Additional explanations for the observed RV dysfunction include direct mechanical factors. Interactions between the LV and RV [43, 44] are indicated by the facts that obese/overweight children with concentric hypertrophy had the most impaired RV longitudinal strain (Fig. 4), and that LV longitudinal strain and systolic blood pressure were both correlated to RV longitudinal strain (Fig. 3). Pulmonary hypertension and obstructive sleep apnea have a significant effect on RV dysfunction; however, we did not include children who were known to have those conditions. In addition, previous studies have shown no changes in pulmonary artery pressure in obese children [5, 18].

Imaging techniques for the RV

Due to its complex geometry and thin myocardial wall, imaging the RV is inherently difficult. All previous studies of RV function in the setting of obesity have used echocardiographic imaging techniques (Tissue Doppler or 2D speckle tracking), which suffer from poor image quality, limited acoustic windows and angle dependency. Physical interference of excessive adiposity with the imaging signal makes echocardiography even more challenging in obese subjects. CMR overcomes these limitations and is therefore superior to echocardiography for studying both geometry and function (strain) of the RV. As shown in the current study, 68% of subjects had adequate image quality for strain analysis, and the inter-observer reproducibility for RV longitudinal strain by DENSE was good with a coefficient of variation of 10%. To our knowledge, this is the first study to assess and report good reproducibility of RV longitudinal strain in obese children. The superior reproducibility of CMR is therefore favorable for detecting subclinical RV changes in obese children.

Limitations

This study has several limitations. Cross-sectional design of the study precludes determination of onset and development of RV dysfunction in obese children. There was a small difference in age between the healthy weight and obese/overweight groups; however, this difference was accounted for during statistical analysis.

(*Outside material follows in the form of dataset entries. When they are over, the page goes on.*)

fn segment_distance(a: Vec2, b: Vec2, point: Vec2) -> f32 {
    let edge = b - a;
    let length_squared = edge.length_squared();
    if length_squared <= f32::EPSILON {
        return a.distance(point);
    }
    let t = ((point - a).dot(edge) / length_squared).clamp(0.0, 1.0);
    (a + edge * t).distance(point)
}

#[cfg(test)]
mod tests {
    use super::*;

    fn geometry() -> GridGeometry {
        GridGeometry::new(16, 12, 0.25, Vec2::new(-2.0, -1.5))
    }

    #[test]
    fn world_to_grid_round_trips_every_cell() {
        let geometry = geometry();
        for row in 0..geometry.rows() {
            for column in 0..geometry.columns() {
                let cell = CellCoord::new(column, row);
                let world = geometry.grid_to_world(cell);
                assert_eq!(geometry.world_to_grid(world), (column as i32, row as i32));
                assert_eq!(geometry.world_to_cell(world), Some(cell));
            }
        }
    }

    #[test]
    fn positions_outside_the_grid_are_rejected() {
        let geometry = geometry();
        assert!(geometry.world_to_cell(Vec2::new(-2.1, 0.0)).is_none());
        assert!(geometry.world_to_cell(Vec2::new(0.0, 1.6)).is_none());
        assert!(!geometry.is_valid_cell(-1, 0));
        assert!(!geometry.is_valid_cell(16, 0));
        assert!(geometry.is_valid_cell(15, 11));
    }

    #[test]
    fn index_and_cell_at_are_inverse() {
        let geometry = geometry();
        let cell = CellCoord::new(5, 7);
        let index = geometry.index(cell).expect("cell in range");
        assert_eq!(index, 7 * 16 + 5);
        assert_eq!(geometry.cell_at(index), Some(cell));
        assert!(geometry.cell_at(geometry.cell_count()).is_none());
    }

    #[test]
    fn cell_span_clamps_to_grid() {
        let geometry = GridGeometry::new(4, 4, 1.0, Vec2::ZERO);
        let span = geometry
            .cell_span(Aabb::new(Vec2::new(-3.0, 1.5), Vec2::new(1.2, 9.0)))
            .expect("overlaps grid");
        assert_eq!(span.min_column, 0);
        assert_eq!(span.max_column, 1);
        assert_eq!(span.min_row, 1);
        assert_eq!(span.max_row, 3);
        assert_eq!(span.cells().count(), 6);
        assert!(geometry
            .cell_span(Aabb::new(Vec2::new(5.0, 5.0), Vec2::new(6.0, 6.0)))
            .is_none());
    }

    #[test]
    fn layer_masks_intersect_on_shared_bits() {
        let water = LayerMask::from_layer(4);
        let props = LayerMask::from_layer(2).with(water);
        assert!(props.intersects(water));
        assert!(!LayerMask::from_layer(1).intersects(water));
        assert!(!LayerMask::NONE.intersects(LayerMask::ALL));
        assert_eq!(LayerMask::from_layer(40), LayerMask::NONE);
    }

    #[test]
    fn collider_surface_distance_is_zero_inside() {
        let square = Collider::Polygon {
            points: vec![
                Vec2::new(-1.0, -1.0),
                Vec2::new(1.0, -1.0),
                Vec2::new(1.0, 1.0),
                Vec2::new(-1.0, 1.0),
            ],
        };
        let position = Vec2::new(3.0, 0.0);
        assert!(square.contains_point(position, Vec2::new(3.5, 0.5)));
        assert_eq!(square.distance_to_surface(position, Vec2::new(3.5, 0.5)), 0.0);
        assert!((square.distance_to_surface(position, Vec2::new(5.0, 0.0)) - 1.0).abs() < 1e-5);
        assert!((square.area() - 4.0).abs() < 1e-5);

        let circle = Collider::Circle { radius: 0.5 };
        assert!((circle.distance_to_surface(Vec2::ZERO, Vec2::new(2.0, 0.0)) - 1.5).abs() < 1e-5);
        let boxed = Collider::Box {
            half_extents: Vec2::new(1.0, 0.5),
        };
        assert!((boxed.area() - 2.0).abs() < 1e-5);
        assert_eq!(boxed.bounds(Vec2::ONE).min(), Vec2::new(0.0, 0.5));
    }
}
//! Fixed-capacity pool of overlay droplets.

use std::time::Duration;

use glam::Vec2;
use liquid_sandbox_core::{Droplet, DropletColor, ParticleTuning};

const CROWN_COLOR: DropletColor = DropletColor::from_rgba(205, 228, 255, 235);
const SPRAY_COLOR: DropletColor = DropletColor::from_rgba(176, 210, 250, 210);
const MICRO_COLOR: DropletColor = DropletColor::from_rgba(226, 238, 255, 190);

/// Origin of an overlay droplet.
#[derive(Clone, Copy, Debug, PartialEq, Eq)]
pub(crate) enum ParticleKind {
    Crown,
    Spray,
    Micro,
}

impl ParticleKind {
    pub(crate) fn radius(self, tuning: &ParticleTuning) -> f32 {
        match self {
            Self::Crown => tuning.crown_size,
            Self::Spray => tuning.spray_size,
            Self::Micro => tuning.micro_size,
        }
    }

    fn color(self) -> DropletColor {
        match self {
            Self::Crown => CROWN_COLOR,
            Self::Spray => SPRAY_COLOR,
            Self::Micro => MICRO_COLOR,
        }
    }
}

/// Free-flying droplet integrated independently of the grid.
#[derive(Clone, Copy, Debug, PartialEq)]
pub(crate) struct Particle {
    pub(crate) position: Vec2,
    pub(crate) velocity: Vec2,
    pub(crate) radius: f32,
    pub(crate) kind: ParticleKind,
    pub(crate) age: Duration,
    pub(crate) lifetime: Duration,
    pub(crate) cooldown: Duration,
}

impl Particle {
    pub(crate) fn droplet(&self) -> Droplet {
        let remaining = if self.lifetime.is_zero() {
            0.0
        } else {
            1.0 - (self.age.as_secs_f32() / self.lifetime.as_secs_f32()).clamp(0.0, 1.0)
        };
        let base = self.kind.color();
        let alpha = (f32::from(base.alpha()) * (0.35 + 0.65 * remaining)).round() as u8;
        Droplet {
            position: self.position,
            radius: self.radius,
            color: DropletColor::from_rgba(base.red(), base.green(), base.blue(), alpha),
        }
    }

    /// Applies gravity and damping for one tick and returns the travelled segment end.
    pub(crate) fn integrate(&mut self, dt: Duration, tuning: &ParticleTuning) -> Vec2 {
        let seconds = dt.as_secs_f32();
        self.velocity.y -= tuning.gravity * seconds;
        self.velocity *= 1.0 / (1.0 + tuning.damping * seconds);
        self.age = self.age.saturating_add(dt);
        self.cooldown = self.cooldown.saturating_sub(dt);
        self.position + self.velocity * seconds
    }

    pub(crate) fn expired(&self) -> bool {
        self.age >= self.lifetime
    }
}

/// Slot pool with a free list; spawns beyond the capacity are rejected.
#[derive(Debug, Default)]
pub(crate) struct ParticlePool {
    slots: Vec<Option<Particle>>,
    free: Vec<usize>,
    capacity: usize,
    live: usize,
}

impl ParticlePool {
    pub(crate) fn new(capacity: usize) -> Self {
        Self {
            slots: Vec::with_capacity(capacity),
            free: Vec::new(),
            capacity,
            live: 0,
        }
    }

    pub(crate) fn len(&self) -> usize {
        self.live
    }

    /// Stores the particle, returning `false` when the pool is full.
    pub(crate) fn spawn(&mut self, particle: Particle) -> bool {
        if self.live >= self.capacity {
            return false;
        }
        let slot = if let Some(slot) = self.free.pop() {
            slot
        } else {
            self.slots.push(None);
            self.slots.len() - 1
        };
        self.slots[slot] = Some(particle);
        self.live += 1;
        true
    }

    pub(crate) fn recycle(&mut self, slot: usize) {
        if let Some(entry) = self.slots.get_mut(slot) {
            if entry.take().is_some() {
                self.free.push(slot);
                self.live -= 1;
            }
        }
    }

    pub(crate) fn get_mut(&mut self, slot: usize) -> Option<&mut Particle> {
        self.slots.get_mut(slot).and_then(Option::as_mut)
    }

    /// Slots currently holding a live particle, in slot order.
    pub(crate) fn live_slots(&self) -> Vec<usize> {
        self.slots
            .iter()
            .enumerate()
            .filter_map(|(slot, entry)| entry.as_ref().map(|_| slot))
            .collect()
    }

    pub(crate) fn iter(&self) -> impl Iterator<Item = &Particle> {
        self.slots.iter().flatten()
    }

    pub(crate) fn clear(&mut self) {
        self.slots.clear();
        self.free.clear();
        self.live = 0;
    }
}
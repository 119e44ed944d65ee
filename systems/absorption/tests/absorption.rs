use std::time::Duration;

use glam::Vec2;
use liquid_sandbox_core::{
    AbsorberId, AbsorberSnapshot, AbsorptionTuning, CellCoord, Collider, Command, MaterialTag,
};
use liquid_sandbox_system_absorption::Absorption;
use liquid_sandbox_world::{self as world, query, World};

const TICK: Duration = Duration::from_millis(50);

fn puddle() -> World {
    let mut world = World::new();
    let mut events = Vec::new();
    world::apply(
        &mut world,
        Command::ConfigureGrid {
            columns: 10,
            rows: 10,
            cell_size: 1.0,
            origin: Vec2::ZERO,
        },
        &mut events,
    );
    for column in 0..10 {
        world::apply(
            &mut world,
            Command::SetWater {
                cell: CellCoord::new(column, 0),
                amount: 1.0,
            },
            &mut events,
        );
    }
    world
}

fn register(world: &mut World, id: u32, tag: &str) {
    let mut events = Vec::new();
    world::apply(
        world,
        Command::RegisterAbsorber {
            absorber: AbsorberSnapshot {
                id: AbsorberId::new(id),
                position: Vec2::new(5.0, 1.7),
                collider: Collider::Box {
                    half_extents: Vec2::splat(1.0),
                },
                tag: MaterialTag::new(tag),
            },
        },
        &mut events,
    );
}

fn tick(world: &mut World, absorption: &mut Absorption) -> Vec<Command> {
    let mut events = Vec::new();
    world::apply(world, Command::Tick { dt: TICK }, &mut events);
    let mut commands = Vec::new();
    absorption.handle(
        &events,
        query::water_view(world),
        &query::absorber_view(world),
        &mut commands,
    );
    let mut ignored = Vec::new();
    for command in commands.clone() {
        world::apply(world, command, &mut ignored);
    }
    commands
}

fn small_sponge() -> AbsorptionTuning {
    AbsorptionTuning {
        saturation_capacity: 0.1,
        ..AbsorptionTuning::default()
    }
}

#[test]
fn saturation_never_exceeds_capacity() {
    let mut world = puddle();
    register(&mut world, 1, "sponge");
    let mut absorption = Absorption::new(small_sponge());
    let before = query::total_water(&world);

    for _ in 0..20 {
        let _ = tick(&mut world, &mut absorption);
    }

    let saturation = absorption.saturation(AbsorberId::new(1));
    assert!((saturation - 0.4).abs() < 1e-4, "saturation {saturation}");
    assert!((before - query::total_water(&world) - saturation).abs() < 1e-4);

    for _ in 0..8 {
        assert!(tick(&mut world, &mut absorption).is_empty());
    }
}

#[test]
fn absorption_waits_for_the_check_interval() {
    let mut world = puddle();
    register(&mut world, 1, "sponge");
    let mut absorption = Absorption::new(AbsorptionTuning::default());

    for _ in 0..3 {
        assert!(tick(&mut world, &mut absorption).is_empty());
    }
    let due = tick(&mut world, &mut absorption);

    assert!(!due.is_empty());
    for command in &due {
        match command {
            Command::DrainWater { cell, .. } => assert_eq!(cell.row(), 0),
            other => panic!("unexpected command {other:?}"),
        }
    }
    let expected = 0.8 * 0.2;
    assert!((absorption.saturation(AbsorberId::new(1)) - expected).abs() < 1e-4);
}

#[test]
fn unknown_materials_are_skipped() {
    let mut world = puddle();
    register(&mut world, 1, "granite");
    let mut absorption = Absorption::new(AbsorptionTuning::default());

    for _ in 0..8 {
        assert!(tick(&mut world, &mut absorption).is_empty());
    }
    assert_eq!(absorption.saturation(AbsorberId::new(1)), 0.0);
}

#[test]
fn materials_can_be_added_and_removed_at_runtime() {
    let mut world = puddle();
    register(&mut world, 1, "moss");
    let mut absorption = Absorption::new(AbsorptionTuning::default());
    assert_eq!(absorption.add_material(MaterialTag::new("moss"), 0.5), Ok(()));

    for _ in 0..4 {
        let _ = tick(&mut world, &mut absorption);
    }
    assert!(absorption.saturation(AbsorberId::new(1)) > 0.0);

    assert_eq!(absorption.remove_material(&MaterialTag::new("moss")), Some(0.5));
    for _ in 0..8 {
        assert!(tick(&mut world, &mut absorption).is_empty());
    }
}

#[test]
fn removed_absorbers_lose_their_saturation() {
    let mut world = puddle();
    register(&mut world, 1, "sponge");
    let mut absorption = Absorption::new(AbsorptionTuning::default());
    for _ in 0..4 {
        let _ = tick(&mut world, &mut absorption);
    }
    assert!(absorption.saturation(AbsorberId::new(1)) > 0.0);

    let mut events = Vec::new();
    world::apply(
        &mut world,
        Command::RemoveAbsorber {
            id: AbsorberId::new(1),
        },
        &mut events,
    );
    let mut commands = Vec::new();
    absorption.handle(
        &events,
        query::water_view(&world),
        &query::absorber_view(&world),
        &mut commands,
    );

    assert!(commands.is_empty());
    assert_eq!(absorption.saturation(AbsorberId::new(1)), 0.0);
}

Differences in LV and RV strains between the healthy and obese/overweight groups were relatively small. Despite reasonable inter-observer reproducibility, the limits of agreement were larger than the detected difference between the groups. This could be explained by the fact that we only enrolled uncomplicated obese children in the current study, who are likely to be at the early stage of obesity. Furthermore, due to the limitation of the CMR bore circumference, most severely obese children, who were expected to have the most structural and functional impairment, were excluded from the study.

In addition, 30% of the enrolled subjects were excluded from RV strain analysis due to the poor quality of DENSE images, although demographics of these subjects were similar to those included in the analysis. Potential explanations include inconsistent breathing pattern or subject movement during the scan, which lead to blurry images and mis-registration due to through-plane motion. Future studies with higher resolution and three-dimensional DENSE imaging could improve image quality and therefore, increase the success rate in imaging the RV [24, 45].

Finally, although obesity-related metabolic changes (insulin resistance, systemic inflammation) have been shown to contribute to ventricular remodeling and dysfunction, we did not collect any blood samples to explore the role of insulin resistance and inflammatory biomarkers in RV remodeling and dysfunction observed in the current study. Future studies need to measure insulin resistance and other inflammation markers to elucidate their contribution to RV remodeling and dysfunction in obese children.

Conclusion

Obese/overweight children have increased right ventricular mass and impaired RV contractile function compared to healthy weight children. These changes are associated with left ventricular remodeling, as those children with left ventricular concentric hypertrophy have the most impaired right ventricular longitudinal strain. These results suggest there may be a common mechanism underlying both remodeling and dysfunction of the left and right ventricles in obese/overweight children. Further study is warranted to identify these mechanisms, as well as the prognostic consequences and potential treatment options for these patients with sub-clinical cardiac dysfunction.